Died. Gilbert Nelson Haugen, 74, longtime U. S. Republican Congressman from Iowa's 4th District, co-author of the famed McNary-Haugen farm relief bill vetoed in 1927 by President Coolidge; of heart disease brought on last winter by influenza; in Northwood, Iowa. When he was displaced March 4 by Democrat Fred Biermann, he had completed 34 consecutive years in the House, an all-time record.

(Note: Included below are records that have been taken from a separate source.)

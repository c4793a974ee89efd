//! Localized message catalogs for argcheck diagnostics.
//!
//! A catalog maps message keys to templates for one locale and can stand in
//! for the built-in English table wherever a [`argcheck_core::MessageTable`] is
//! accepted. Catalogs are read from YAML, TOML or JSON files.
//!
//! # Example
//!
//! ```rust
//! use argcheck_core::{MessageKey, requires};
//! use argcheck_messages::parse_yaml;
//!
//! let yaml = r#"
//! locale: fr
//! messages:
//!   empty-string: "'{0}' ne peut pas être vide."
//! "#;
//!
//! let catalog = parse_yaml(yaml).expect("Failed to parse catalog");
//! assert_eq!(catalog.get(MessageKey::EmptyString), Some("'{0}' ne peut pas être vide."));
//!
//! let err = requires::not_null_or_empty(Some(""), "nom").unwrap_err();
//! assert_eq!(err.localized(&catalog), "'nom' ne peut pas être vide. (Parameter 'nom')");
//! ```

mod catalog;
mod lint;

pub use catalog::*;
pub use lint::*;

use argcheck_core::{ArgumentError, requires};
use std::path::Path;
use thiserror::Error;
use tracing::debug;

/// Errors that can occur while loading a catalog.
#[derive(Debug, Error)]
pub enum ParserError {
    /// YAML parsing or deserialization failed
    #[error("Failed to parse YAML: {0}")]
    YamlError(#[from] serde_yaml_ng::Error),

    /// TOML parsing or deserialization failed
    #[error("Failed to parse TOML: {0}")]
    TomlError(String),

    /// JSON parsing or deserialization failed
    #[error("Failed to parse JSON: {0}")]
    JsonError(#[from] serde_json::Error),

    /// The catalog parsed but carries an unusable value
    #[error("Invalid catalog: {0}")]
    InvalidCatalog(#[from] ArgumentError),

    /// File I/O error
    #[error("File I/O error: {0}")]
    IoError(#[from] std::io::Error),

    /// Unsupported file format
    #[error("Unsupported file format: {0}")]
    UnsupportedFormat(String),

    /// Invalid file extension
    #[error("Invalid or missing file extension")]
    InvalidExtension,
}

/// Result type alias for parser operations.
pub type Result<T> = std::result::Result<T, ParserError>;

/// Supported catalog file formats.
#[derive(Debug, Clone, Copy, PartialEq, Eq)]
pub enum CatalogFormat {
    /// YAML format (.yml, .yaml)
    Yaml,
    /// TOML format (.toml)
    Toml,
    /// JSON format (.json)
    Json,
}

fn checked(catalog: MessageCatalog) -> Result<MessageCatalog> {
    requires::not_null_or_whitespace(Some(catalog.locale.as_str()), "locale")?;
    debug!(
        "Loaded catalog '{}' with {} template(s)",
        catalog.locale,
        catalog.len()
    );
    Ok(catalog)
}

/// Parse a catalog from a YAML string.
pub fn parse_yaml(content: &str) -> Result<MessageCatalog> {
    let catalog: MessageCatalog = serde_yaml_ng::from_str(content)?;
    checked(catalog)
}

/// Parse a catalog from a TOML string.
///
/// # Example
///
/// ```rust
/// use argcheck_messages::parse_toml;
///
/// let toml = r#"
/// locale = "de"
///
/// [messages]
/// argument-null = "Der Wert darf nicht null sein."
/// "#;
///
/// let catalog = parse_toml(toml).unwrap();
/// assert_eq!(catalog.locale, "de");
/// ```
pub fn parse_toml(content: &str) -> Result<MessageCatalog> {
    let catalog: MessageCatalog =
        toml::from_str(content).map_err(|e| ParserError::TomlError(e.to_string()))?;
    checked(catalog)
}

/// Parse a catalog from a JSON string.
pub fn parse_json(content: &str) -> Result<MessageCatalog> {
    let catalog: MessageCatalog = serde_json::from_str(content)?;
    checked(catalog)
}

/// Detect the catalog format from a file path based on its extension.
///
/// # Supported Extensions
///
/// * `.yaml`, `.yml` → `CatalogFormat::Yaml`
/// * `.toml` → `CatalogFormat::Toml`
/// * `.json` → `CatalogFormat::Json`
///
/// # Errors
///
/// Returns `ParserError::InvalidExtension` if the file has no extension.
/// Returns `ParserError::UnsupportedFormat` if the extension is not recognized.
pub fn detect_format(path: &Path) -> Result<CatalogFormat> {
    let extension = path
        .extension()
        .and_then(|ext| ext.to_str())
        .ok_or(ParserError::InvalidExtension)?;

    match extension.to_lowercase().as_str() {
        "yaml" | "yml" => Ok(CatalogFormat::Yaml),
        "toml" => Ok(CatalogFormat::Toml),
        "json" => Ok(CatalogFormat::Json),
        other => Err(ParserError::UnsupportedFormat(other.to_string())),
    }
}

/// Parse a catalog from a file with automatic format detection.
///
/// ```no_run
/// use argcheck_messages::parse_file;
/// use std::path::Path;
///
/// let catalog = parse_file(Path::new("locales/fr.yml")).unwrap();
/// println!("Loaded {} templates for {}", catalog.len(), catalog.locale);
/// ```
pub fn parse_file(path: &Path) -> Result<MessageCatalog> {
    let format = detect_format(path)?;
    let content = std::fs::read_to_string(path)?;

    match format {
        CatalogFormat::Yaml => parse_yaml(&content),
        CatalogFormat::Toml => parse_toml(&content),
        CatalogFormat::Json => parse_json(&content),
    }
}

#[cfg(test)]
mod tests {
    use super::*;
    use argcheck_core::{ArgumentErrorKind, MessageKey};
    use pretty_assertions::assert_eq;
    use std::io::Write;

    #[test]
    fn test_parse_valid_yaml() {
        let yaml = r#"
locale: pt-BR
messages:
  argument-null: "O valor não pode ser nulo."
  null-element: "'{0}' não pode conter um elemento nulo."
"#;

        let catalog = parse_yaml(yaml).expect("Failed to parse valid YAML");

        assert_eq!(catalog.locale, "pt-BR");
        assert_eq!(catalog.len(), 2);
        assert_eq!(
            catalog.get(MessageKey::ArgumentNull),
            Some("O valor não pode ser nulo.")
        );
        assert_eq!(catalog.get(MessageKey::OutOfRange), None);
    }

    #[test]
    fn test_parse_yaml_without_messages() {
        let catalog = parse_yaml("locale: en\n").expect("messages default to empty");
        assert!(catalog.is_empty());
    }

    #[test]
    fn test_parse_yaml_blank_locale() {
        let result = parse_yaml("locale: \"\"\nmessages: {}\n");
        match result {
            Err(ParserError::InvalidCatalog(err)) => {
                assert_eq!(err.kind(), ArgumentErrorKind::Empty);
                assert_eq!(err.param_name(), Some("locale"));
            }
            other => panic!("expected InvalidCatalog, got {other:?}"),
        }
    }

    #[test]
    fn test_parse_invalid_yaml() {
        let result = parse_yaml("locale: [unterminated");
        assert!(matches!(result.unwrap_err(), ParserError::YamlError(_)));
    }

    #[test]
    fn test_parse_valid_toml() {
        let toml = r#"
locale = "nl"

[messages]
out-of-range = "Opgegeven argument valt buiten het bereik."
"#;

        let catalog = parse_toml(toml).expect("Failed to parse valid TOML");
        assert_eq!(catalog.locale, "nl");
        assert_eq!(
            catalog.get(MessageKey::OutOfRange),
            Some("Opgegeven argument valt buiten het bereik.")
        );
    }

    #[test]
    fn test_parse_invalid_toml() {
        let invalid_toml = r#"
locale = "nl"
[[[invalid syntax
"#;

        let result = parse_toml(invalid_toml);
        assert!(matches!(result.unwrap_err(), ParserError::TomlError(_)));
    }

    #[test]
    fn test_parse_valid_json() {
        let json = r#"{"locale": "sv", "messages": {"empty-id": "'{0}' får inte vara tomt."}}"#;
        let catalog = parse_json(json).expect("Failed to parse valid JSON");
        assert_eq!(catalog.get(MessageKey::EmptyId), Some("'{0}' får inte vara tomt."));
    }

    #[test]
    fn test_parse_json_missing_locale() {
        let result = parse_json(r#"{"messages": {}}"#);
        assert!(matches!(result.unwrap_err(), ParserError::JsonError(_)));
    }

    #[test]
    fn test_detect_format() {
        assert_eq!(detect_format(Path::new("fr.yaml")).unwrap(), CatalogFormat::Yaml);
        assert_eq!(detect_format(Path::new("fr.YML")).unwrap(), CatalogFormat::Yaml);
        assert_eq!(detect_format(Path::new("fr.toml")).unwrap(), CatalogFormat::Toml);
        assert_eq!(detect_format(Path::new("fr.json")).unwrap(), CatalogFormat::Json);
    }

    #[test]
    fn test_detect_format_unsupported() {
        let result = detect_format(Path::new("fr.po"));
        assert!(matches!(
            result.unwrap_err(),
            ParserError::UnsupportedFormat(ext) if ext == "po"
        ));
    }

    #[test]
    fn test_detect_format_no_extension() {
        let result = detect_format(Path::new("catalog"));
        assert!(matches!(result.unwrap_err(), ParserError::InvalidExtension));
    }

    #[test]
    fn test_parse_file_toml() {
        let mut file = tempfile::Builder::new()
            .suffix(".toml")
            .tempfile()
            .expect("Failed to create temp file");
        writeln!(file, "locale = \"fi\"\n\n[messages]\nwhitespace = \"'{{0}}' on tyhjä.\"")
            .expect("Failed to write catalog");

        let catalog = parse_file(file.path()).expect("Failed to parse catalog file");
        assert_eq!(catalog.locale, "fi");
        assert_eq!(catalog.get(MessageKey::Whitespace), Some("'{0}' on tyhjä."));
    }

    #[test]
    fn test_parse_file_missing() {
        let result = parse_file(Path::new("does/not/exist.yml"));
        assert!(matches!(result.unwrap_err(), ParserError::IoError(_)));
    }

    #[test]
    fn test_round_trip_yaml() {
        let original = MessageCatalog::new("pl")
            .unwrap()
            .with_message(MessageKey::InvalidArgument, "Nieprawidłowa wartość.")
            .with_message(MessageKey::EmptySequence, "'{0}' musi zawierać co najmniej jeden element.");

        let yaml = serde_yaml_ng::to_string(&original).expect("Failed to serialize");
        let parsed = parse_yaml(&yaml).expect("Failed to parse");

        assert_eq!(parsed, original);
    }
}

Died. Admiral August Ludwig von Schroeder, 79, "Lion of Flanders," Wartime commander of the German naval base on the Flanders coast, whence he directed Zeppelin raids on London, submarine attacks on Dover; in Berlin. He was one of twelve German admirals whose extradition was sought by the Allied Powers for the much publicized "judicial murder" of Captain Charles Fryatt, executed for trying to ram a U-boat with his noncombatant vessel.

Died. Alexander Van Rensselaer, 82, a founder and longtime president of the Philadelphia Orchestra Association, board president of Philadelphia's Drexel Institute; of cancer; in Philadelphia. Last February when his stepson John R. Fell sensationally died of a knife wound in Solo, Java, Alexander Van Rensselaer protested it could not be suicide because Fell was "not a quitter" (TIME. March 6).